5.20.2009

Iraqi Dinar-All Is Quiet Are You Buying Iraqi Dinar?



So Are You Buying Iraqi Dinar? Let's Hear From You!

Excerpt From Article On Thriving Dinar Trade In Japan.

Saturday, May 9, 2009
Speculators turn to shaky Iraqi currency
By MINORU MATSUTANI
Staff writer

...Customers are buying into Iraq for several reasons, including the expectation of economic recovery, a desire to help the economy and the dream of a more than 500-fold capital gain. With a short list of competitors in the dinar exchange market, Rise International and other exchange houses running a similar business are thriving.


"When I heard about the dinar, I thought I would buy it for the same reason I buy lottery tickets," said Katsunori Arai, 50, who bought seven 25,000 dinar bills from Rise International. "People are suffering there, so I am hoping the Iraqi economy will recover."...

...The currency is a minor one, the political situation there is unstable, and we don't get much information about Iraq. Above all, buying for quadruple the trading rate is too much," Shieida said. "If you buy it, it should be with money you won't regret losing."


Motohiro Ono of the Middle East Research Institute of Japan said the political, economic and security situation in Iraq is clearly better than right before the U.S.-led invasion in 2003, and thus the current dinar level is very low.


However, the stability is based largely on the security situation, and it may become unstable again as the U.S. withdraws its forces, who, because they are neutral, are probably better at suppressing tribal conflicts than local soldiers hired by the Iraqi government, he said.
If conflicts break out, the locals may join their tribes instead of fulfilling their governmental duties of suppressing conflicts, he said.


On the macroeconomic front, Iraq has been keeping prices of goods stable, compared with the figures in the 1990s.
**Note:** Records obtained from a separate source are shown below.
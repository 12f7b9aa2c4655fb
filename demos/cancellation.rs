use futures_chain::{settled, tasks, Chain, Deferred, Step, Value};
use std::time::Duration;
use tokio::runtime::Handle;
use tracing::info;

fn slow_step(name: &'static str, delay_ms: u64) -> Step {
  Step::new(move |_| {
    info!("{}: starting, will take {}ms", name, delay_ms);
    Ok(
      Deferred::from_future(&Handle::current(), async move {
        tokio::time::sleep(Duration::from_millis(delay_ms)).await;
        info!("{}: finished", name);
        Value::from(name)
      })
      .into(),
    )
  })
}

#[tokio::main]
async fn main() {
  tracing_subscriber::fmt()
    .with_max_level(tracing::Level::DEBUG)
    .with_target(false)
    .init();
  info!("--- Cancellation Example ---");

  let chain = Chain::new(tasks![
    slow_step("download", 200),
    slow_step("unpack", 200),
    slow_step("install", 200)
  ]);

  // A watcher that reacts to the chain's cancellation token.
  let token = chain.cancellation_token();
  let watcher = tokio::spawn(async move {
    token.cancelled().await;
    info!("Watcher: chain cancellation observed.");
  });

  tokio::time::sleep(Duration::from_millis(250)).await;
  info!("Cancelling chain while status is {}.", chain.status());
  chain.cancel();

  // The in-flight step still settles, but nothing after it runs.
  tokio::time::sleep(Duration::from_millis(300)).await;
  info!("Status after cancel: {}, queued tasks left: {}", chain.status(), chain.queued_task_count());

  // Adding more work does not revive a canceled chain.
  let never = Deferred::new();
  let never_resolver = never.clone();
  chain.add(tasks![Step::new(move |_| {
    never_resolver.resolve(vec![]);
    Ok(Value::Undefined)
  })]);
  let outcome = tokio::time::timeout(Duration::from_millis(100), settled(&never)).await;
  info!("Step added after cancel ran: {}", outcome.is_ok());

  let _ = watcher.await;
  info!("--- Cancellation Example End ---");
}
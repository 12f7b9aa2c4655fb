use crate::error::ChainError;
use crate::thenable::Thenable;

use std::collections::BTreeMap;
use std::fmt;
use std::sync::Arc;

type StepFn = dyn Fn(&Value, Vec<Value>) -> Result<Value, ChainError> + Send + Sync + 'static;

/// A shareable callable that can sit in a chain's queue.
///
/// The first argument is the invocation context (the value bound as
/// `context` in a `Task::Invocable`), the second the assembled argument list.
#[derive(Clone)]
pub struct Step(Arc<StepFn>);

impl Step {
  /// Wraps a callable that does not care about its invocation context.
  pub fn new<F>(f: F) -> Self
  where
    F: Fn(Vec<Value>) -> Result<Value, ChainError> + Send + Sync + 'static,
  {
    Step(Arc::new(move |_context: &Value, args: Vec<Value>| f(args)))
  }

  /// Wraps a callable that receives its invocation context.
  pub fn with_context<F>(f: F) -> Self
  where
    F: Fn(&Value, Vec<Value>) -> Result<Value, ChainError> + Send + Sync + 'static,
  {
    Step(Arc::new(f))
  }

  pub fn invoke(&self, context: &Value, args: Vec<Value>) -> Result<Value, ChainError> {
    (self.0)(context, args)
  }

  pub fn ptr_eq(&self, other: &Step) -> bool {
    std::ptr::addr_eq(Arc::as_ptr(&self.0), Arc::as_ptr(&other.0))
  }
}

impl fmt::Debug for Step {
  fn fmt(&self, f: &mut fmt::Formatter<'_>) -> fmt::Result {
    write!(f, "Step({:p})", Arc::as_ptr(&self.0))
  }
}

/// A dynamically typed value flowing through a chain: queue items, step
/// arguments, step results and settled thenable values are all `Value`s.
#[derive(Clone, Default)]
pub enum Value {
  #[default]
  Undefined,
  Null,
  Bool(bool),
  Int(i64),
  Float(f64),
  Str(String),
  List(Vec<Value>),
  Map(BTreeMap<String, Value>),
  Function(Step),
  Thenable(Arc<dyn Thenable>),
}

impl Value {
  pub fn list<I, T>(items: I) -> Self
  where
    I: IntoIterator<Item = T>,
    T: Into<Value>,
  {
    Value::List(items.into_iter().map(Into::into).collect())
  }

  pub fn map<I, K, T>(entries: I) -> Self
  where
    I: IntoIterator<Item = (K, T)>,
    K: Into<String>,
    T: Into<Value>,
  {
    Value::Map(entries.into_iter().map(|(k, v)| (k.into(), v.into())).collect())
  }

  pub fn thenable(thenable: impl Thenable + 'static) -> Self {
    Value::Thenable(Arc::new(thenable))
  }

  pub fn is_undefined(&self) -> bool {
    matches!(self, Value::Undefined)
  }

  pub fn is_callable(&self) -> bool {
    matches!(self, Value::Function(_))
  }

  /// Looks up a key on a `Map` value; `None` for every other variant.
  pub fn get(&self, key: &str) -> Option<&Value> {
    match self {
      Value::Map(entries) => entries.get(key),
      _ => None,
    }
  }

  pub fn as_int(&self) -> Option<i64> {
    match self {
      Value::Int(n) => Some(*n),
      _ => None,
    }
  }

  pub fn as_str(&self) -> Option<&str> {
    match self {
      Value::Str(s) => Some(s),
      _ => None,
    }
  }

  pub fn as_list(&self) -> Option<&[Value]> {
    match self {
      Value::List(items) => Some(items),
      _ => None,
    }
  }
}

impl PartialEq for Value {
  fn eq(&self, other: &Self) -> bool {
    match (self, other) {
      (Value::Undefined, Value::Undefined) | (Value::Null, Value::Null) => true,
      (Value::Bool(a), Value::Bool(b)) => a == b,
      (Value::Int(a), Value::Int(b)) => a == b,
      (Value::Float(a), Value::Float(b)) => a == b,
      (Value::Str(a), Value::Str(b)) => a == b,
      (Value::List(a), Value::List(b)) => a == b,
      (Value::Map(a), Value::Map(b)) => a == b,
      (Value::Function(a), Value::Function(b)) => a.ptr_eq(b),
      (Value::Thenable(a), Value::Thenable(b)) => std::ptr::addr_eq(Arc::as_ptr(a), Arc::as_ptr(b)),
      _ => false,
    }
  }
}

impl fmt::Debug for Value {
  fn fmt(&self, f: &mut fmt::Formatter<'_>) -> fmt::Result {
    match self {
      Value::Undefined => f.write_str("undefined"),
      Value::Null => f.write_str("null"),
      Value::Bool(b) => write!(f, "{b}"),
      Value::Int(n) => write!(f, "{n}"),
      Value::Float(x) => write!(f, "{x}"),
      Value::Str(s) => write!(f, "{s:?}"),
      Value::List(items) => f.debug_list().entries(items).finish(),
      Value::Map(entries) => f.debug_map().entries(entries).finish(),
      Value::Function(step) => write!(f, "{step:?}"),
      Value::Thenable(t) => write!(f, "Thenable({:p})", Arc::as_ptr(t)),
    }
  }
}

impl From<()> for Value {
  fn from(_: ()) -> Self {
    Value::Undefined
  }
}

impl From<bool> for Value {
  fn from(b: bool) -> Self {
    Value::Bool(b)
  }
}

impl From<i32> for Value {
  fn from(n: i32) -> Self {
    Value::Int(n.into())
  }
}

impl From<i64> for Value {
  fn from(n: i64) -> Self {
    Value::Int(n)
  }
}

impl From<u32> for Value {
  fn from(n: u32) -> Self {
    Value::Int(n.into())
  }
}

impl From<f64> for Value {
  fn from(x: f64) -> Self {
    Value::Float(x)
  }
}

impl From<&str> for Value {
  fn from(s: &str) -> Self {
    Value::Str(s.to_string())
  }
}

impl From<String> for Value {
  fn from(s: String) -> Self {
    Value::Str(s)
  }
}

impl<T: Into<Value>> From<Vec<T>> for Value {
  fn from(items: Vec<T>) -> Self {
    Value::list(items)
  }
}

impl<T: Into<Value>> From<Option<T>> for Value {
  fn from(value: Option<T>) -> Self {
    value.map_or(Value::Null, Into::into)
  }
}

impl From<Step> for Value {
  fn from(step: Step) -> Self {
    Value::Function(step)
  }
}

impl From<Arc<dyn Thenable>> for Value {
  fn from(thenable: Arc<dyn Thenable>) -> Self {
    Value::Thenable(thenable)
  }
}
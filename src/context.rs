use crate::error::ChainError;

use std::fmt;
use std::sync::Arc;
use std::thread;

use parking_lot::RwLock;
use tokio::runtime::Handle as TokioHandle;
use tracing::{debug, error, info, info_span, trace, Instrument};

/// A callback run by a `Scheduler` after the current execution turn.
pub type Deferral = Box<dyn FnOnce() + Send + 'static>;

/// Invoked with an error nobody handled locally.
pub type ErrorHook = Arc<dyn Fn(ChainError) + Send + Sync + 'static>;

/// Runs a callback after the current execution turn, with no enforced delay.
pub trait Scheduler: Send + Sync {
  fn defer(&self, callback: Deferral);
}

/// Defers onto a tokio runtime by spawning a task.
#[derive(Debug, Clone)]
pub struct TokioScheduler {
  tokio_handle: TokioHandle,
}

impl TokioScheduler {
  pub fn new(tokio_handle: TokioHandle) -> Self {
    Self { tokio_handle }
  }
}

impl Scheduler for TokioScheduler {
  fn defer(&self, callback: Deferral) {
    self.tokio_handle.spawn(
      async move {
        tokio::task::yield_now().await;
        callback();
      }
      .instrument(info_span!("chain_deferral")),
    );
  }
}

/// Defers onto a freshly spawned OS thread. Used when no tokio runtime is
/// available.
#[derive(Debug, Clone, Copy, Default)]
pub struct ThreadScheduler;

impl Scheduler for ThreadScheduler {
  fn defer(&self, callback: Deferral) {
    thread::spawn(callback);
  }
}

/// Shared configuration for a group of chains: where deferred work runs and
/// which hook receives unhandled rejections.
pub struct ChainContext {
  name: Arc<String>,
  scheduler: Arc<dyn Scheduler>,
  error_hook: RwLock<Option<ErrorHook>>,
}

impl fmt::Debug for ChainContext {
  fn fmt(&self, f: &mut fmt::Formatter<'_>) -> fmt::Result {
    let has_hook = self.error_hook.try_read().map_or(false, |guard| guard.is_some());
    f.debug_struct("ChainContext")
      .field("name", &self.name)
      .field("has_error_hook", &has_hook)
      .finish_non_exhaustive()
  }
}

impl ChainContext {
  pub fn new(name: &str, scheduler: Arc<dyn Scheduler>) -> Arc<Self> {
    Arc::new(Self {
      name: Arc::new(name.to_string()),
      scheduler,
      error_hook: RwLock::new(None),
    })
  }

  pub fn with_tokio(name: &str, tokio_handle: TokioHandle) -> Arc<Self> {
    Self::new(name, Arc::new(TokioScheduler::new(tokio_handle)))
  }

  /// A context private to one chain: tokio scheduling on the current runtime
  /// if there is one, a plain thread otherwise.
  pub fn detached() -> Arc<Self> {
    match TokioHandle::try_current() {
      Ok(handle) => Self::with_tokio("detached", handle),
      Err(_) => {
        trace!("No tokio runtime in scope; detached context falls back to thread scheduling.");
        Self::new("detached", Arc::new(ThreadScheduler))
      }
    }
  }

  pub fn name(&self) -> &str {
    &self.name
  }

  /// Installs the hook for unhandled rejections, replacing any previous one.
  pub fn set_error_hook(&self, hook: impl Fn(ChainError) + Send + Sync + 'static) {
    *self.error_hook.write() = Some(Arc::new(hook));
    info!(context = %*self.name, "Error hook installed.");
  }

  pub fn clear_error_hook(&self) {
    *self.error_hook.write() = None;
    debug!(context = %*self.name, "Error hook cleared.");
  }

  pub fn has_error_hook(&self) -> bool {
    self.error_hook.read().is_some()
  }

  pub(crate) fn defer(&self, callback: Deferral) {
    self.scheduler.defer(callback);
  }

  /// Delivers an error that no local handler picked up.
  ///
  /// # Panics
  /// Panics with `ChainError::Unhandled` when no error hook is installed.
  /// The panic happens inside the scheduler's deferred callback, not in the
  /// code that built the chain. With `TokioScheduler` it ends the spawned
  /// deferral task and is only visible through the runtime's panic output
  /// (the `JoinHandle` is not kept). With `ThreadScheduler` it ends the
  /// spawned thread. Install an error hook to observe these errors.
  pub(crate) fn report_unhandled(&self, chain_id: u64, reason: ChainError) {
    let hook = self.error_hook.read().clone();
    match hook {
      Some(hook) => {
        debug!(context = %*self.name, %chain_id, "Escalating unhandled rejection to error hook.");
        hook(reason);
      }
      None => {
        let unhandled = ChainError::Unhandled(Box::new(reason));
        error!(context = %*self.name, %chain_id, "{}", unhandled);
        panic!("{}", unhandled);
      }
    }
  }
}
The inflation rate in Iraq fluctuated between minus 8 percent and 8 percent from January 2007 to this March, and the dinar has been gradually strengthening against the dollar, from about 1,300 dinar per dollar to about 1,170 dinar in the same period, according to the Central Bank of Iraq.


The dinar was worth $3.20 before the U.N. embargo that followed Iraq's 1990 invasion of Kuwait, according to GlobalSecurity.org, a Web site compiling information on defense. Inflation mushroomed and the currency plummeted further on massive printing of counterfeit currency, driving the dinar down to anywhere between 3,500 and 4,000 against the dollar by mid-April 2003.


To improve the situation, the U.S.-led transition government Coalition Provisional Authority issued new dinar bills with watermarks and other technology making it difficult to counterfeit in October 2003.


Expectations of the dinar's appreciation against the dollar prompted Americans to start similar businesses, which inspired Taniguchi to start his.
Taniguchi gets dinar delivered from currency brokers who fly in from Saudi Arabia and other Middle Eastern countries with backpacks full of unwrinkled dinar bills worth about ¥10 million to ¥15 million, he said.


The brokers visit Japan every other week, he said. Taniguchi pays the brokers in dollars, he added.


He attributed his success to "honestly explaining risks."


Rise International will exchange bills if the Iraqi government issues new bills, he said. If his company goes bankrupt, clients can change the dinar to dollars and other currencies in the Middle East, he said.


What he is most cautious of is to make sure bills he sells are genuine. He said the current bills have watermarks and use other technology to prevent counterfeiting, and he has never seen fake dinar bills.